Francesco Jodice e la “sua” Torre Branca
Francesco Jodice propone una ricerca in cui architettura, fotografia, tecnica e sviluppo scientifico, si sovrappongono e al contempo indicano percorsi autonomi. In questa combinazione di arte, storia, tecnologia ritrovo le parole di Carlo Rovelli: “La relatività speciale ha scoperto che nella struttura temporale dell’universo l’insieme di eventi non è né passato, né futuro, come nelle nostre parentele ci sono esseri che non sono né nostri discendenti, né ascendenti” (L’ordine del tempo, 2017). Jodice, infatti, con visioni concrete, cioè le foto che riprogetta, quelle che scatta oggi, il modello autentico realizzato da Giò Ponti, traccia una sequenza di parentele tra passato e presente che alternano immagini, didascalie, memoria soggettiva e collettiva. È sempre quello che scopriamo nell’arte e che oggi è spontaneo abbinare alla scienza e agli strumenti che ha fornito a cominciare dal computer (già previsto da Turing), all’iPhone che poco più di 20 anni ha modificato il sentimento fotografico, fino all’intelligenza artificiale che spaventa e attrae. Tutti elementi che Francesco Jodice collega al suo modo di abitare e osservare, di progettare e costruire.
Ritrae quattro volte la cupola della torre: nelle pareti sotto le vetrate inserisce stampatello nuovi titoli e completa la foto con didascalie che sono effettivi racconti.
Eccoli: TORRE BRANCA MENTA, “brrrr Branca Menta”. MILANO CALIBRO NOVE, è il titolo del film di Fernando Di Leo e sotto la foto trascrive alcuni dialoghi dei personaggi: cinema e fotografia si parlano. NATA DI MARZO, è il film di Nicola Pietrangeli che correda con dialoghi che lo hanno colpito. TORRE LITTORIA, e qui troviamo la frase di Mussolini, Non si può superare il divino con l’umano.

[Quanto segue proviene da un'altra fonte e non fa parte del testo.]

fn non_negative(field: &str, value: f64) -> Result<(), ConfigError> {
    if value.is_finite() && value >= 0.0 {
        Ok(())
    } else {
        Err(ConfigError::invalid(field, format!("must be non-negative, got {value}")))
    }
}

fn weight_points(field: &str, points: &[[f64; 2]]) -> Result<(), ConfigError> {
    if points.is_empty() {
        return Err(ConfigError::invalid(field, "needs at least one [time, value] pair"));
    }
    if points.iter().flatten().any(|v| !v.is_finite()) {
        return Err(ConfigError::invalid(field, "times and values must be finite"));
    }
    Ok(())
}

impl PipelineConfig {
    /// Create a configuration with every default.
    pub fn new() -> Self {
        Self::default()
    }

    /// Set the name.
    pub fn with_name(mut self, name: impl Into<String>) -> Self {
        self.name = Some(name.into());
        self
    }

    /// Set the output sample rate.
    pub fn with_sample_rate(mut self, sample_rate: u32) -> Self {
        self.synthesis.sample_rate = sample_rate;
        self
    }

    /// Set the reference label and the band searched for it.
    pub fn with_reference(mut self, ref_label: Label, min_freq: f64, max_freq: f64) -> Self {
        self.channelize = ChannelizeSection {
            ref_label,
            min_freq,
            max_freq,
        };
        self
    }

    /// Set the distillation fade and gap times.
    pub fn with_distill_times(mut self, fade_time: f64, gap_time: f64) -> Self {
        self.distill = DistillSection { fade_time, gap_time };
        self
    }

    /// Set the sieve gap.
    pub fn with_sieve_gap(mut self, min_gap_time: f64) -> Self {
        self.sieve.min_gap_time = min_gap_time;
        self
    }

    /// Enable re-gridding.
    pub fn with_resample(mut self, mode: ResampleMode, interval: f64, phase_correct: bool) -> Self {
        self.resample = ResampleSection {
            mode,
            interval,
            phase_correct,
        };
        self
    }

    /// Set rendering jitter.
    pub fn with_jitter(mut self, gain: f64, coherence: f64, cutoff_label: Label) -> Self {
        self.jitter = JitterSection {
            gain,
            coherence,
            cutoff_label,
        };
        self
    }

    /// Check every setting against the preconditions of its stage.
    ///
    /// Returns the first violation found.
    pub fn validate(&self) -> Result<(), ConfigError> {
        let s = &self.synthesis;
        if s.sample_rate == 0 {
            return Err(ConfigError::invalid("synthesis.sample_rate", "must be positive"));
        }
        non_negative("synthesis.fade_time", s.fade_time)?;
        if !matches!(s.bits_per_sample, 8 | 16 | 24 | 32) {
            return Err(ConfigError::invalid(
                "synthesis.bits_per_sample",
                format!("must be 8, 16, 24 or 32, got {}", s.bits_per_sample),
            ));
        }

        let c = &self.channelize;
        if c.ref_label < 1 {
            return Err(ConfigError::invalid(
                "channelize.ref_label",
                format!("must be at least 1, got {}", c.ref_label),
            ));
        }
        positive("channelize.min_freq", c.min_freq)?;
        positive("channelize.max_freq", c.max_freq)?;
        if c.min_freq >= c.max_freq {
            return Err(ConfigError::invalid(
                "channelize.min_freq",
                format!("must be below max_freq ({} >= {})", c.min_freq, c.max_freq),
            ));
        }

        non_negative("distill.fade_time", self.distill.fade_time)?;
        non_negative("distill.gap_time", self.distill.gap_time)?;
        positive("sieve.min_gap_time", self.sieve.min_gap_time)?;
        positive("resample.interval", self.resample.interval)?;

        let j = &self.jitter;
        non_negative("jitter.gain", j.gain)?;
        if !(0.0..=1.0).contains(&j.coherence) {
            return Err(ConfigError::invalid(
                "jitter.coherence",
                format!("must be in [0, 1], got {}", j.coherence),
            ));
        }
        if j.cutoff_label < 0 {
            return Err(ConfigError::invalid("jitter.cutoff_label", "must not be negative"));
        }

        weight_points("morph.frequency", &self.morph.frequency)?;
        weight_points("morph.amplitude", &self.morph.amplitude)?;
        weight_points("morph.bandwidth", &self.morph.bandwidth)?;
        Ok(())
    }

    /// Load and validate a configuration from a TOML file.
    pub fn load(path: impl AsRef<Path>) -> Result<Self, ConfigError> {
        let path = path.as_ref();
        let content = std::fs::read_to_string(path).map_err(|e| ConfigError::read_file(path, e))?;
        Self::from_toml(&content)
    }

    /// Parse and validate a configuration from a TOML string.
    pub fn from_toml(toml_str: &str) -> Result<Self, ConfigError> {
        let config: PipelineConfig = toml::from_str(toml_str)?;
        config.validate()?;
        Ok(config)
    }

    /// Save the configuration to a TOML file, creating parent directories.
    pub fn save(&self, path: impl AsRef<Path>) -> Result<(), ConfigError> {
        let path = path.as_ref();

        if let Some(parent) = path.parent()
            && !parent.as_os_str().is_empty()
            && !parent.exists()
        {
            std::fs::create_dir_all(parent).map_err(|e| ConfigError::create_dir(parent, e))?;
        }

        let content = self.to_toml()?;
        std::fs::write(path, content).map_err(|e| ConfigError::write_file(path, e))?;
        Ok(())
    }

    /// Convert the configuration to a TOML string.
    pub fn to_toml(&self) -> Result<String, ConfigError> {
        Ok(toml::to_string_pretty(self)?)
    }
}

#[cfg(test)]
mod tests {
    use super::*;

    #[test]
    fn test_defaults_are_valid() {
        let config = PipelineConfig::new();
        config.validate().unwrap();
        assert_eq!(config.synthesis.sample_rate, 44100);
        assert_eq!(config.resample.mode, ResampleMode::Off);
        assert!(!config.jitter.is_enabled());
    }

    #[test]
    fn test_empty_toml_gives_defaults() {
        assert_eq!(PipelineConfig::from_toml("").unwrap(), PipelineConfig::default());
    }

    #[test]
    fn test_partial_sections() {
        let config = PipelineConfig::from_toml(
            r#"
            name = "bell"

            [channelize]
            ref_label = 2
            min_freq = 300.0
            max_freq = 500.0

            [resample]
            mode = "sparse"
            "#,
        )
        .unwrap();
        assert_eq!(config.name.as_deref(), Some("bell"));
        assert_eq!(config.channelize.ref_label, 2);
        assert_eq!(config.resample.mode, ResampleMode::Sparse);
        assert_eq!(config.resample.interval, 0.01);
        assert_eq!(config.sieve, SieveSection::default());
    }

    #[test]
    fn test_builder() {
        let config = PipelineConfig::new()
            .with_name("voice")
            .with_sample_rate(48000)
            .with_reference(1, 80.0, 400.0)
            .with_distill_times(0.002, 0.0)
            .with_sieve_gap(0.001)
            .with_resample(ResampleMode::Dense, 0.005, true)
            .with_jitter(0.2, 0.5, 8);
        config.validate().unwrap();
        assert_eq!(config.synthesis.sample_rate, 48000);
        assert_eq!(config.distill.fade_time, 0.002);
        assert!(config.jitter.is_enabled());
    }

    #[test]
    fn test_validation_names_the_field() {
        let cases = [
            (PipelineConfig::new().with_sample_rate(0), "synthesis.sample_rate"),
            (PipelineConfig::new().with_reference(0, 50.0, 100.0), "channelize.ref_label"),
            (PipelineConfig::new().with_reference(1, 200.0, 100.0), "channelize.min_freq"),
            (PipelineConfig::new().with_distill_times(-0.1, 0.0), "distill.fade_time"),
            (PipelineConfig::new().with_sieve_gap(0.0), "sieve.min_gap_time"),
            (
                PipelineConfig::new().with_resample(ResampleMode::Dense, -1.0, false),
                "resample.interval",
            ),
            (PipelineConfig::new().with_jitter(0.1, 1.5, 0), "jitter.coherence"),
        ];
        for (config, expected) in cases {
            match config.validate() {
                Err(ConfigError::Invalid { field, .. }) => assert_eq!(field, expected),
                other => panic!("expected invalid {expected}, got {other:?}"),
            }
        }
    }

    #[test]
    fn test_bad_bit_depth_and_weights() {
        let mut config = PipelineConfig::new();
        config.synthesis.bits_per_sample = 12;
        assert!(config.validate().is_err());

        let mut config = PipelineConfig::new();
        config.morph.amplitude.clear();
        assert!(matches!(
            config.validate(),
            Err(ConfigError::Invalid { ref field, .. }) if field == "morph.amplitude"
        ));
    }

    #[test]
    fn test_morph_envelopes() {
        let morph = MorphSection {
            frequency: vec![[0.0, 0.0], [2.0, 1.0]],
            ..MorphSection::default()
        };
        assert_eq!(morph.frequency_envelope().value_at(1.0), 0.5);
        assert_eq!(morph.amplitude_envelope().value_at(1.0), 1.0);
    }

    #[test]
    fn test_toml_roundtrip() {
        let config = PipelineConfig::new()
            .with_name("roundtrip")
            .with_resample(ResampleMode::Dense, 0.02, true);
        let text = config.to_toml().unwrap();
        assert!(text.contains("mode = \"dense\""), "got: {text}");
        assert_eq!(PipelineConfig::from_toml(&text).unwrap(), config);
    }

    #[test]
    fn test_parse_error() {
        assert!(matches!(
            PipelineConfig::from_toml("[sieve]\nmin_gap_time = \"soon\""),
            Err(ConfigError::TomlParse(_))
        ));
    }
}
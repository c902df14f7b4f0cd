//! Direct Form II ARMA filter used to band-limit stochastic modulators.
//!
//! The difference equations, with feedback coefficients `ar` and
//! feed-forward coefficients `ma`, are:
//!
//! ```text
//! w[n] = x[n] + ar[1]·w[n-1] + ar[2]·w[n-2] + ...
//! y[n] = gain · (ma[0]·w[n] + ma[1]·w[n-1] + ...)
//! ```
//!
//! Note the sign convention: feedback terms are added, so `ar` holds the
//! negated denominator coefficients of the usual transfer function.
//!
//! # Reference
//!
//! Julius O. Smith III, "Introduction to Digital Filters with Audio
//! Applications", Section: Direct Form II.

use alloc::vec;
use alloc::vec::Vec;
use parcial_core::{Error, Result};

/// Feed-forward coefficients of the third-order Chebyshev lowpass that
/// shapes bandwidth-enhancement noise.
const NOISE_MA: [f64; 4] = [1.0, 3.0, 3.0, 1.0];

/// Feedback coefficients of the noise lowpass.
const NOISE_AR: [f64; 4] = [1.0, 2.9258684252, -2.8580608586, 0.9320209046];

/// Normalization of the noise lowpass: extra scaling over the DC gain.
const NOISE_GAIN: f64 = 6.0 / 4.663939184e4;

/// ARMA filter with its own delay line.
///
/// Cloning copies coefficients and delay-line state.
#[derive(Debug, Clone, PartialEq)]
pub struct Filter {
    ma: Vec<f64>,
    ar: Vec<f64>,
    delay: Vec<f64>,
    gain: f64,
}

impl Filter {
    /// Create a filter from feed-forward and feedback coefficients.
    ///
    /// Coefficients are normalized so that `ar[0] == 1`.
    ///
    /// # Errors
    ///
    /// Returns [`Error::InvalidArgument`] if either coefficient list is empty
    /// or `ar[0]` is zero.
    pub fn new(ma: &[f64], ar: &[f64], gain: f64) -> Result<Self> {
        if ma.is_empty() || ar.is_empty() {
            return Err(Error::invalid_argument("filter coefficient lists must be non-empty"));
        }
        let a0 = ar[0];
        if a0 == 0.0 {
            return Err(Error::invalid_argument(
                "filter feedback coefficient at zero delay must be non-zero",
            ));
        }

        let ma: Vec<f64> = ma.iter().map(|c| c / a0).collect();
        let mut ar: Vec<f64> = ar.iter().map(|c| c / a0).collect();
        ar[0] = 1.0;
        let order = ma.len().max(ar.len()) - 1;

        Ok(Self {
            ma,
            ar,
            delay: vec![0.0; order],
            gain,
        })
    }

    /// The third-order Chebyshev lowpass used for bandwidth-enhancement and
    /// jitter noise.
    pub fn noise_lowpass() -> Self {
        let order = NOISE_MA.len().max(NOISE_AR.len()) - 1;
        Self {
            ma: NOISE_MA.to_vec(),
            ar: NOISE_AR.to_vec(),
            delay: vec![0.0; order],
            gain: NOISE_GAIN,
        }
    }

    /// Filter one input sample.
    #[inline]
    pub fn sample(&mut self, input: f64) -> f64 {
        let w = input
            + self.ar[1..]
                .iter()
                .zip(&self.delay)
                .map(|(a, d)| a * d)
                .sum::<f64>();

        let output = self.ma[0] * w
            + self.ma[1..]
                .iter()
                .zip(&self.delay)
                .map(|(b, d)| b * d)
                .sum::<f64>();

        if !self.delay.is_empty() {
            self.delay.rotate_right(1);
            self.delay[0] = w;
        }

        output * self.gain
    }

    /// Zero the delay line.
    pub fn clear(&mut self) {
        self.delay.fill(0.0);
    }

    /// Filter order (delay-line length).
    pub fn order(&self) -> usize {
        self.delay.len()
    }
}

impl Default for Filter {
    fn default() -> Self {
        Self::noise_lowpass()
    }
}

#[cfg(test)]
mod tests {
    use super::*;

    #[test]
    fn test_rejects_zero_leading_feedback() {
        assert!(Filter::new(&[1.0], &[0.0, 1.0], 1.0).is_err());
        assert!(Filter::new(&[], &[1.0], 1.0).is_err());
    }

    #[test]
    fn test_identity_filter() {
        let mut f = Filter::new(&[1.0], &[1.0], 1.0).unwrap();
        assert_eq!(f.order(), 0);
        for x in [0.5, -1.0, 2.0] {
            assert_eq!(f.sample(x), x);
        }
    }

    #[test]
    fn test_normalizes_leading_coefficient() {
        let mut a = Filter::new(&[2.0, 2.0], &[2.0], 1.0).unwrap();
        let mut b = Filter::new(&[1.0, 1.0], &[1.0], 1.0).unwrap();
        for x in [1.0, 0.0, 0.0, 3.0] {
            assert_eq!(a.sample(x), b.sample(x));
        }
    }

    #[test]
    fn test_moving_average_impulse_response() {
        let mut f = Filter::new(&[1.0, 1.0, 1.0], &[1.0], 1.0 / 3.0).unwrap();
        let out: Vec<f64> = [1.0, 0.0, 0.0, 0.0].iter().map(|&x| f.sample(x)).collect();
        for (i, y) in out.iter().enumerate() {
            let expected = if i < 3 { 1.0 / 3.0 } else { 0.0 };
            assert!((y - expected).abs() < 1e-12, "sample {i}: {y}");
        }
    }

    #[test]
    fn test_noise_lowpass_dc_gain() {
        // MA sums to 8; feedback polynomial evaluated at z = 1
        let mut f = Filter::noise_lowpass();
        let mut y = 0.0;
        for _ in 0..20_000 {
            y = f.sample(1.0);
        }
        let dc = 8.0 / (1.0 - 2.9258684252 + 2.8580608586 - 0.9320209046);
        assert!((y - dc * NOISE_GAIN).abs() < 1e-6 * dc * NOISE_GAIN, "settled at {y}");
        assert!(y.is_finite());
    }

    #[test]
    fn test_clear_resets_state() {
        let mut f = Filter::noise_lowpass();
        let first = f.sample(1.0);
        for _ in 0..10 {
            f.sample(0.3);
        }
        f.clear();
        assert_eq!(f.sample(1.0), first);
    }
}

Diventa anche testimonianza dell’adesione al fascismo da parte di Terragni, dello stesso Giò Ponti e di molti artisti, a cominciare da Sironi.
La Torre Branca e la misura della libertà
Il parco e la Torre che oggi Francesco Jodice fotografa “dal vero”, è una grande panoramica dove si avverte la temperatura della luce, e già questo è un “punctum che ferisce e ghermisce” (Roland Barthes, La Camera Chiara). Colpisce senza preavviso, come avviene quando uscendo dalla Triennale guardiamo verso la Torre. Ma il “mio” punctum è l’escoriazione su un tronco in alto a destra, come se fosse stato strappato un ramo: immediatamente penso a Giorgio Gaber. “La libertà non è star sopra un albero, la libertà è partecipazione”.